By Jeff Clark, Senior Precious Metals Analyst
Most economists, especially those from the mainstream, will tell you that inflation is widely expected to remain benign for the foreseeable future. And for those who think it could climb higher, it's usually because they think it should be higher. History has a message for them: be careful what you wish for.
There are plenty of examples in history showing that once inflation takes hold, it can quickly spiral out of control. That's the danger we face now. Here's what I mean…
A recent article about sudden inflation by Amity Shlaes, a senior fellow of economic history at the Council on Foreign Relations and a best-selling author, provides some examples from the past century of US inflation that was at first subdued but then abruptly rocketed to alarming levels.

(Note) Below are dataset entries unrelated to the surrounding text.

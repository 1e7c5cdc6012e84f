//! `semiproc init` command - Create a workspace

use console::style;
use miette::{IntoDiagnostic, Result};

use crate::core::{Workspace, WorkspaceError};

#[derive(clap::Args, Debug)]
pub struct InitArgs {
    /// Directory to initialize (default: current directory)
    #[arg(default_value = ".")]
    pub path: std::path::PathBuf,

    /// Overwrite .semiproc/config.yaml and catalog.yaml if they exist
    #[arg(long)]
    pub force: bool,
}

pub fn run(args: InitArgs) -> Result<()> {
    let path = if args.path.as_os_str() == "." {
        std::env::current_dir().into_diagnostic()?
    } else {
        args.path.clone()
    };

    if !path.exists() {
        std::fs::create_dir_all(&path).into_diagnostic()?;
        println!(
            "{} Created directory {}",
            style("✓").green(),
            style(path.display()).cyan()
        );
    }

    let workspace = if args.force {
        Workspace::init_force(&path)
    } else {
        Workspace::init(&path)
    };

    match workspace {
        Ok(workspace) => {
            println!(
                "{} Initialized semiproc workspace at {}",
                style("✓").green(),
                style(workspace.root().display()).cyan()
            );
            println!();
            println!("  📄 {}", style(".semiproc/config.yaml").dim());
            println!("  📄 {}", style(".semiproc/catalog.yaml").dim());
            println!();
            println!("Next steps:");
            println!(
                "  {} Edit defects, standard recipes and playbooks",
                style("$EDITOR .semiproc/catalog.yaml").yellow()
            );
            println!(
                "  {} List the analysis tools",
                style("semiproc tools list").yellow()
            );
            println!(
                "  {} Start the MCP server",
                style("semiproc serve").yellow()
            );
            Ok(())
        }
        Err(WorkspaceError::AlreadyExists(path)) => {
            println!(
                "{} semiproc workspace already exists at {}",
                style("!").yellow(),
                style(path.display()).cyan()
            );
            println!();
            println!(
                "Use {} to reinitialize",
                style("semiproc init --force").yellow()
            );
            Ok(())
        }
        Err(e) => Err(miette::miette!("{}", e)),
    }
}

I put them into a chart so you could see how quickly inflation rose within just two years from "benign" levels. I then made some projections for us today based on these historical examples.
(Click on image to enlarge)
According to Shlaes, US inflation was 1% in 1915 (based on an earlier version of the CPI-U). Over just two years, it hit 17%. As she states, it happened because the Treasury "spent like crazy on the war, creating money to pay for it…"
Given the fact that our spending and money-printing is now out of control, I projected what our inflation rate would be if we matched the inflation rates of these time periods. The first striped bar to the right represents what the CPI would register if we matched the 1915-1917 rise. Inflation would hit 19% by 2014. (Yes, the CPI has been tinkered with many times, but this is at least what "unofficial" or "authentic" inflation would register.) (more)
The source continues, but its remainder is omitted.